Development of a lentiviral gene therapy vector to modify effector T and NK cells to control disease activity in perforin deficient hemophagocytic lymphohistiocytosis (HLH) patients
Immunology
Pediatric and Adolescent Medicine
Final Report Abstract
Perforin deficiency is caused by mutations in the PRF1 gene and accounts for up to 58% of familial haemophagocytic lymphohistiocytosis (FHL) syndromes. A deficient cytolytic secretory pathway leads to hypercytokinaemia and hyperactivation of notably CD8 T cells with subsequent inflammation of various organs. The use of autologous gene corrected T cells has the potential to reduce disease activity, alleviate haemophagocytic lymphohistiocytosis (HLH) symptoms and bridge to desired haematopoietic stem cell transplantation (HSCT) or even confer long-term protection. We developed a gammaretroviral vector to transduce murine CD8 T cells and its subsets in the prf-/- mouse model. We saw efficient engraftment and functional reconstitution of cytotoxicity after intravenous administration of gene corrected prf-/- CD8 T cells into prf-/- mice. To verify further the functional correction of prf-/- CD8 T cells in vivo, we used a lymphocytic choriomeningitis virus (LCMV) epitope transfected murine lung carcinoma cell tumour model that has been evaluated in perforin deficient models. Infusion of prf-/- gene corrected CD8 T cells eliminated the tumour as efficiently as the transplant of wild type CD8 T cells. Similarly, mice reconstituted with gene corrected prf-/- CD8 T cells, displayed complete protection from the HLH phenotype after infection with LCMV. Finally, we show the correction of cytotoxicity in human CD8 T cells of perforin deficient patients after transduction with a PRF1 encoding lentiviral vector.
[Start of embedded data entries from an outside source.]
//! Tracing/logging initialization.

use tracing_subscriber::EnvFilter;

/// Initialize tracing/logging for the process.
///
/// Safe to call multiple times (subsequent calls are no-ops).
pub fn init() {
    let filter = EnvFilter::try_from_default_env()
        .unwrap_or_else(|_| EnvFilter::new("info"));

    // JSON logs + timestamps, configurable via RUST_LOG.
    let _ = tracing_subscriber::fmt()
        .with_env_filter(filter)
        .json()
        .with_timer(tracing_subscriber::fmt::time::SystemTime)
        .with_target(false)
        .try_init();
}
use axum::http::StatusCode;
use axum::response::IntoResponse;
use serde_json::json;

use voltmart_carts::CartError;

/// Map a cart service error to an HTTP response.
///
/// Missing things are 404s, stock conflicts are 409s, an empty cart at
/// checkout is a 400, and infrastructure faults are 503s.
pub fn cart_error_to_response(err: CartError) -> axum::response::Response {
    match err {
        CartError::ProductNotFound(model) => json_error(
            StatusCode::NOT_FOUND,
            "product_not_found",
            format!("no catalog entry for model {model}"),
        ),
        CartError::CartNotFound => {
            json_error(StatusCode::NOT_FOUND, "cart_not_found", "no active cart")
        }
        CartError::ProductNotInCart(model) => json_error(
            StatusCode::NOT_FOUND,
            "product_not_in_cart",
            format!("model {model} is not in the cart"),
        ),
        CartError::OutOfStock(model) => json_error(
            StatusCode::CONFLICT,
            "out_of_stock",
            format!("model {model} is out of stock"),
        ),
        CartError::InsufficientStock {
            model,
            requested,
            available,
        } => json_error(
            StatusCode::CONFLICT,
            "insufficient_stock",
            format!("model {model}: requested {requested}, available {available}"),
        ),
        CartError::EmptyCart => json_error(
            StatusCode::BAD_REQUEST,
            "empty_cart",
            "cannot check out an empty cart",
        ),
        CartError::Domain(e) => {
            json_error(StatusCode::UNPROCESSABLE_ENTITY, "invariant_violation", e.to_string())
        }
        CartError::Store(e) => json_error(
            StatusCode::SERVICE_UNAVAILABLE,
            "store_error",
            e.to_string(),
        ),
        CartError::Catalog(e) => json_error(
            StatusCode::SERVICE_UNAVAILABLE,
            "catalog_error",
            e.to_string(),
        ),
    }
}

pub fn json_error(
    status: StatusCode,
    code: &'static str,
    message: impl Into<String>,
) -> axum::response::Response {
    (
        status,
        axum::Json(json!({
            "error": code,
            "message": message.into(),
        })),
    )
        .into_response()
}
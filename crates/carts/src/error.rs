//! Cart domain error kinds.
//!
//! Each variant is a distinct, locally detectable precondition failure that
//! the API layer maps to a specific status code. Infrastructure failures
//! (store, catalog) are wrapped as separate variants and stay opaque.

use thiserror::Error;

use voltmart_catalog::CatalogError;
use voltmart_core::{DomainError, ProductModel};

use crate::store::StoreError;

/// Result type for cart operations.
pub type CartResult<T> = Result<T, CartError>;

#[derive(Debug, Error, Clone, PartialEq, Eq)]
pub enum CartError {
    /// No such catalog entry.
    #[error("product {0} does not exist in the catalog")]
    ProductNotFound(ProductModel),

    /// Zero units available.
    #[error("product {0} has no available stock")]
    OutOfStock(ProductModel),

    /// Requested quantity exceeds current stock (checkout re-validation).
    #[error("product {model} has {available} unit(s) in stock but the cart holds {requested}")]
    InsufficientStock {
        model: ProductModel,
        requested: u32,
        available: u32,
    },

    /// Customer has no active unpaid cart.
    #[error("no active unpaid cart")]
    CartNotFound,

    /// Checkout on a cart with no line items.
    #[error("cannot checkout an empty cart")]
    EmptyCart,

    /// Removal target is not in the cart.
    #[error("product {0} is not in the cart")]
    ProductNotInCart(ProductModel),

    /// Entity-level invariant violation (unexpected on valid call paths).
    #[error(transparent)]
    Domain(#[from] DomainError),

    /// Persistence failure (opaque infrastructure error).
    #[error("cart store failure: {0}")]
    Store(#[from] StoreError),

    /// Catalog failure (opaque infrastructure error).
    #[error("catalog failure: {0}")]
    Catalog(#[from] CatalogError),
}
These pre-clinical data demonstrate the potential application of T cell gene therapy for perforin deficient HLH.
Publications
- T-cell gene therapy for perforin deficiency corrects cytotoxicity defects and prevents hemophagocytic lymphohistiocytosis manifestations. J Allergy Clin Immunol. 2018 Jan 31
Ghosh S, Carmo M, Calero-Garcia M, Ricciardelli I, Bustamante Ogando JC, Blundell MP, Schambach A, Ashton-Rickardt PG, Booth C, Ehl S, Lehmberg K, Thrasher AJ, Gaspar HB
(See online at https://doi.org/10.1016/j.jaci.2017.11.050)